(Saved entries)
________________________
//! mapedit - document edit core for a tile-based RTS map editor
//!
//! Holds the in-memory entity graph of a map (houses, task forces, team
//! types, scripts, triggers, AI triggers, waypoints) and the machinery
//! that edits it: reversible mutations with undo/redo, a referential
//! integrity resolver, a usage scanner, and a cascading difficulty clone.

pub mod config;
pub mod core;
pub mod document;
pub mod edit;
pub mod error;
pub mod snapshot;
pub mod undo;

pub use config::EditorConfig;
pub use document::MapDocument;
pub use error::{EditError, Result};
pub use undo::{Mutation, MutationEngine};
________________________
Goal of the exercise: Search the data above for the string "config" and report each line that holds it.

The completed task:
pub mod config;
pub use config::EditorConfig;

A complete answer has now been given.